Please do not. Report it privately first so we can fix it safely.

Do you pay for bug reports?

Not currently. We still welcome responsible disclosure.

What should I include in my report?

A clear description, affected URLs, steps to reproduce, and impact.

Security & Responsible Disclosure Policy

Last updated: March 5, 2026

Roz New takes website security seriously. If you discover a security vulnerability on roznew.com, we appreciate responsible disclosure so we can investigate and fix the issue quickly and safely.

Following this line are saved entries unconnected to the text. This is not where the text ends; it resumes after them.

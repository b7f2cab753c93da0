//! Architecture engine: structure overview and component diagram.

use async_trait::async_trait;

use super::{bullet_list, Engine, EngineError, EngineInput};
use crate::detect::{RepoFindings, LARGE_FILE_LINES};
use crate::score::{categories, CategoryResult, ScoreCard};
use crate::store::ArtifactStore;

const ARCHITECTURE_TASK: &str = "Write an architecture document in markdown: layers, modules, \
data flow, external dependencies and the data models listed in the findings.";

// "mermaid" selects the diagram-only output format
const DIAGRAM_TASK: &str = "Produce a mermaid flowchart of the main components of this project \
and how they depend on each other.";

pub struct ArchitectureEngine;

pub fn score(findings: &RepoFindings) -> CategoryResult {
    let mut card = ScoreCard::new(60);

    let dirs = findings.directories.len();
    if dirs >= 3 {
        card.add(10, format!("{} top-level directories", dirs));
    } else if dirs == 0 && findings.file_count > 10 {
        card.deduct(10, "flat layout");
    }

    let large = findings.large_files.len();
    let ratio = if findings.source_files == 0 {
        0.0
    } else {
        large as f64 / findings.source_files as f64
    };
    if large == 0 {
        card.add(20, format!("no files over {} lines", LARGE_FILE_LINES));
    } else if ratio <= 0.05 {
        card.add(10, format!("{} large files", large));
    } else if ratio > 0.15 {
        card.deduct(15, format!("{} large files ({:.0}% of sources)", large, ratio * 100.0));
    }

    let languages = findings.languages.len();
    if (1..=3).contains(&languages) {
        card.add(10, format!("{} languages", languages));
    } else if languages > 5 {
        card.deduct(10, format!("{} languages", languages));
    }

    card.finish(categories::ARCHITECTURE)
}

#[async_trait]
impl Engine for ArchitectureEngine {
    fn name(&self) -> &'static str {
        "architecture"
    }

    fn category(&self) -> &'static str {
        categories::ARCHITECTURE
    }

    async fn run(
        &self,
        mut input: EngineInput<'_>,
        store: &mut ArtifactStore,
    ) -> Result<CategoryResult, EngineError> {
        let findings = input.findings;

        let models = findings
            .models
            .iter()
            .map(|m| format!("{} ({}, {})", m.name, m.kind, m.file));
        let large = findings
            .large_files
            .iter()
            .map(|f| format!("{} ({} lines)", f.path, f.lines));
        input.context.append_context(&format!(
            "Top-level directories: {}\nData models:\n{}\nLarge files:\n{}",
            findings.directories.join(", "),
            bullet_list(models, "none detected"),
            bullet_list(large, "none")
        ));

        input
            .generate_into(store, "architecture/ARCHITECTURE.md", ARCHITECTURE_TASK)
            .await?;
        input
            .generate_into(store, "architecture/diagram.mmd", DIAGRAM_TASK)
            .await?;

        Ok(score(findings))
    }
}

#[cfg(test)]
mod tests {
    use super::*;
    use crate::backend::OutputHint;
    use crate::detect::{LanguageStat, LargeFile};

    fn language(name: &str) -> LanguageStat {
        LanguageStat {
            name: name.to_string(),
            files: 1,
            lines: 10,
        }
    }

    #[test]
    fn test_well_structured_project() {
        let findings = RepoFindings {
            directories: vec!["src".into(), "tests".into(), "docs".into()],
            languages: vec![language("Rust")],
            source_files: 20,
            ..Default::default()
        };
        assert_eq!(score(&findings).score, 100);
    }

    #[test]
    fn test_many_large_files() {
        let large = (0..5)
            .map(|i| LargeFile {
                path: format!("src/f{}.rs", i),
                lines: 900,
            })
            .collect();
        let findings = RepoFindings {
            large_files: large,
            source_files: 10,
            languages: (0..6).map(|i| language(&format!("L{}", i))).collect(),
            ..Default::default()
        };
        let result = score(&findings);
        assert_eq!(result.score, 35);
        assert!(result.details.contains("-15 5 large files (50% of sources)"));
        assert!(result.details.contains("-10 6 languages"));
    }

    #[test]
    fn test_diagram_prompt_selects_diagram_format() {
        assert_eq!(OutputHint::detect(DIAGRAM_TASK), OutputHint::Diagram);
    }
}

This policy explains how to report vulnerabilities and what we expect from security researchers and users.

1. What to Report

Please report security issues such as:

Account or authentication vulnerabilities (if accounts exist)
Data exposure or privacy weaknesses
Cross site scripting (XSS), SQL injection, CSRF, SSRF
Broken access controls
Security misconfigurations
Vulnerabilities in plugins/themes that affect our Site

If you are unsure, report it anyway we prefer early notifications.

2. How to Report a Vulnerability

Send your report to:

Email: security@roznew.com
Subject line (recommended): Security Report – Vulnerability Disclosure

We aim to acknowledge reports within 72 hours.

Include:

A clear description of the issue
The affected URL(s) or feature(s)
Steps to reproduce (proof of concept)
Potential impact (what an attacker could do)
Screenshots/logs if helpful

If you have a suggested fix or mitigation, include it.

3. What We Ask You Not to Do

To keep users and systems safe, please do not:

Access, modify, or delete data that does not belong to you
Attempt to disrupt the Site (DDoS, spam, mass scanning)
Exfiltrate private data or publish it publicly
Use social engineering against staff or users
Publicly disclose the vulnerability before we have time to respond

4. Good Faith Testing

We consider research good faith when you:

Make a minimal effort to prove the vulnerability
Avoid privacy violations and service disruption
Give us a reasonable time to investigate and fix the issue
Do not demand payment or threaten public disclosure

5. Our Response Approach

When we receive a valid report, we aim to:

Acknowledge receipt as soon as possible
Investigate and verify the issue
Prioritize fixes based on severity and impact
Apply patches/mitigations (including plugin/theme updates)
Notify you when the issue is resolved (when possible)

We may not be able to provide detailed timelines or technical details in every case.

6. Third Party Components

Roz New uses third party services and software (e.g., hosting, plugins, analytics, ad networks). Some issues may need coordination with providers. We will work to address vulnerabilities in our control and report upstream where appropriate.

7. No Bug Bounty Program

At this time, Roz New does not offer a paid bug bounty program.

Quick FAQ

Can I publicly post the vulnerability on social media?
Please do not. Report it privately first so we can fix it safely.
Do you pay for bug reports?
Not currently. We still welcome responsible disclosure.
What should I include in my report?
A clear description, affected URLs, steps to reproduce, and impact.